On-device inference is a burgeoning paradigm that performs model inference locally on end devices, allowing private data to remain local. ARM TrustZone as a widely supported trusted execution environment has been applied to provide confidentiality protection for on-device inference. However, with the rise of large-scale models like large language models (LLMs), TrustZone-based on-device inference faces challenges in migration difficulties and inefficient execution. The rudimentary TEE OS on TrustZone lacks both the inference runtime needed for building models and the parallel support necessary to accelerate inference. Moreover, the limited secure memory resources on end devices further constrain the model size and degrade performance. In this paper, we propose SmartZone to provide runtime support for secure and efficient on-device inference on TrustZone.

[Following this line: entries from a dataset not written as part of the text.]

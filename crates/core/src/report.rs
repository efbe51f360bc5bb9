//! Diagnostic report consumed by the CLI and dashboard collaborators.

use std::collections::BTreeMap;

use serde::{Deserialize, Serialize};

use crate::registry::{Resolution, ServiceRegistry, ValidationReport};

/// One unresolved required dependency
#[derive(Debug, Clone, PartialEq, Serialize, Deserialize)]
#[serde(rename_all = "camelCase")]
pub struct MissingDependency {
    pub owner: String,
    pub token: String,
}

/// Fan-in/fan-out per implementation token plus the longest chain
#[derive(Debug, Clone, Default, Serialize, Deserialize)]
#[serde(rename_all = "camelCase")]
pub struct CouplingStats {
    pub fan_in: BTreeMap<String, usize>,
    pub fan_out: BTreeMap<String, usize>,
    pub max_depth: usize,
}

/// The engine's outward-facing validation summary
#[derive(Debug, Clone, Serialize, Deserialize)]
#[serde(rename_all = "camelCase")]
pub struct DiagnosticReport {
    pub is_valid: bool,
    pub total_services: usize,
    pub missing_dependencies: Vec<MissingDependency>,
    pub circular_dependencies: Vec<Vec<String>>,
    pub coupling_stats: CouplingStats,
    pub warnings: Vec<String>,
}

impl DiagnosticReport {
    pub fn build(registry: &ServiceRegistry, validation: &ValidationReport) -> Self {
        let mut missing = Vec::new();
        let mut owners: Vec<_> = registry.links().iter().collect();
        owners.sort_by_key(|(token, _)| token.as_str());
        for (_, deps) in owners {
            for dep in deps {
                if dep.resolution == Resolution::RequiredMissing {
                    missing.push(MissingDependency {
                        owner: dep.spec.owner_name.clone(),
                        token: dep.spec.token.clone(),
                    });
                }
            }
        }

        let graph = registry.graph();
        let mut fan_in: BTreeMap<String, usize> = BTreeMap::new();
        let mut fan_out: BTreeMap<String, usize> = BTreeMap::new();
        for node in graph.nodes() {
            fan_in.entry(node.clone()).or_insert(0);
            let deps = graph.dependencies_of(node);
            fan_out.insert(node.clone(), deps.len());
            for dep in deps {
                *fan_in.entry(dep.clone()).or_insert(0) += 1;
            }
        }

        Self {
            is_valid: validation.is_valid,
            total_services: registry.implementation_count(),
            missing_dependencies: missing,
            circular_dependencies: graph.detect_cycles(),
            coupling_stats: CouplingStats {
                fan_in,
                fan_out,
                max_depth: graph.max_depth(),
            },
            warnings: validation.warnings.iter().map(|w| w.to_string()).collect(),
        }
    }
}

#[cfg(test)]
mod tests {
    use super::*;
    use crate::ast::{Annotation, ClassDecl, Declaration, SourceUnit};
    use crate::deps::DependencySpec;
    use crate::scan::{ImplementationScanner, ScannerConfig};

    fn registry_with_missing_optional() -> ServiceRegistry {
        let class = ClassDecl {
            name: "RestApiService".into(),
            annotations: vec![Annotation::new("service")],
            implements: vec![],
            extends: None,
            type_params: vec![],
            constructor_params: vec![],
            state_type: None,
            methods: vec![],
        };
        let logger = ClassDecl {
            name: "ConsoleLogger".into(),
            annotations: vec![Annotation::new("service")],
            implements: vec!["LoggerInterface".into()],
            extends: None,
            type_params: vec![],
            constructor_params: vec![],
            state_type: None,
            methods: vec![],
        };
        let unit = SourceUnit {
            path: "src/app.unit.json".into(),
            imports: vec![],
            declarations: vec![Declaration::Class(logger), Declaration::Class(class)],
        };
        let scanned = ImplementationScanner::new(ScannerConfig::default()).scan(&[unit]);

        let mut registry = ServiceRegistry::new();
        registry.register(&scanned[0], vec![]);
        registry.register(
            &scanned[1],
            vec![
                DependencySpec {
                    owner_name: "RestApiService".into(),
                    param_or_property: "logger".into(),
                    requested_type: "LoggerInterface".into(),
                    token: "LoggerInterface".into(),
                    optional: false,
                    property_path: vec!["logger".into()],
                },
                DependencySpec {
                    owner_name: "RestApiService".into(),
                    param_or_property: "metrics".into(),
                    requested_type: "MetricsInterface".into(),
                    token: "MetricsInterface".into(),
                    optional: true,
                    property_path: vec!["metrics".into()],
                },
            ],
        );
        registry.link();
        registry
    }

    #[test]
    fn optional_missing_does_not_appear_in_report() {
        let mut registry = registry_with_missing_optional();
        let validation = registry.validate();
        let report = DiagnosticReport::build(&registry, &validation);

        assert!(report.is_valid);
        assert!(report.missing_dependencies.is_empty());
        assert_eq!(report.total_services, 2);
        assert!(report.circular_dependencies.is_empty());
        assert_eq!(report.coupling_stats.fan_in["ConsoleLogger"], 1);
        assert_eq!(report.coupling_stats.fan_out["RestApiService"], 1);
        assert_eq!(report.coupling_stats.max_depth, 2);
    }

    #[test]
    fn report_serializes_to_json() {
        let mut registry = registry_with_missing_optional();
        let validation = registry.validate();
        let report = DiagnosticReport::build(&registry, &validation);
        let json = serde_json::to_value(&report).unwrap();
        assert_eq!(json["isValid"], true);
        assert_eq!(json["totalServices"], 2);
    }
}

SmartZone consists three main components: (1) a trusted inference-oriented operator set, providing the underlying mechanisms adapted to the TrustZone's execution mode for trusted inference of DNN models and LLMs. (2) the proactive multi-threading parallel support, which increases the number of CPU cores in the secure state via cross-world thread collaboration to achieve parallelism, and (3) the on-demand secure memory management method, which statically allocates the appropriate secure memory size based on pre-execution resource analysis. We implement a prototype of SmartZone on the Raspberry Pi 3B+ board and evaluate it on four well-known DNN models and llama2 LLM. Extensive experimental results show that SmartZone provides end-to-end protection for on-device inference while maintaining excellent performance. Compared to the origin trusted inference, SmartZone accelerates the inference speed by up to

$4.26\boldsymbol{\times}$

and reduces energy consumption by

$65.81\%$

查看原文本刊更多论文

SmartZone：运行时支持在ARM TrustZone上安全高效的设备上推断

设备上推理是一种新兴的范例，它在终端设备上本地执行模型推理，允许私有数据保持本地。ARM TrustZone作为一个被广泛支持的可信执行环境，已被应用于为设备上推断提供机密性保护。然而，随着大型语言模型（llm）等大型模型的兴起，基于trustzone的设备上推理面临迁移困难和执行效率低下的挑战。TrustZone上的基本TEE操作系统既缺乏构建模型所需的推理运行时，也缺乏加速推理所需的并行支持。此外，终端设备上有限的安全内存资源进一步限制了模型的大小，降低了性能。在本文中，我们提出了SmartZone来为TrustZone上安全高效的设备上推断提供运行时支持。SmartZone主要由三个部分组成：(1)面向可信推理的操作符集，为DNN模型和llm的可信推理提供适应TrustZone执行模式的底层机制。(2)主动多线程并行支持，通过跨世界线程协作增加处于安全状态的CPU核数，实现并行性；(3)按需安全内存管理方法，基于预执行资源分析，静态分配适当的安全内存大小。我们在树莓派3B+板上实现了SmartZone的原型，并在四种知名的DNN模型和llama2 LLM上对其进行了评估。大量的实验结果表明，SmartZone在保持优异性能的同时，为设备上的推理提供端到端保护。与原始可信推理相比，SmartZone的推理速度提高了4.26美元，能耗降低了65.81%。

本文章由计算机程序翻译，如有差异，请以英文原文为准。

求助全文

约1分钟内获得全文求助全文

来源期刊

IEEE Transactions on Computers 工程技术-工程：电子与电气

CiteScore

6.60

自引率

5.40%

发文量

199

审稿时长

6.0 months

期刊介绍： The IEEE Transactions on Computers is a monthly publication with a wide distribution to researchers, developers, technical managers, and educators in the computer field. It publishes papers on research in areas of current interest to the readers. These areas include, but are not limited to, the following: a) computer organizations and architectures; b) operating systems, software systems, and communication protocols; c) real-time systems and embedded systems; d) digital devices, computer components, and interconnection networks; e) specification, design, prototyping, and testing methods and tools; f) performance, fault tolerance, reliability, security, and testability; g) case studies and experimental and theoretical evaluations; and h) new and important applications and trends.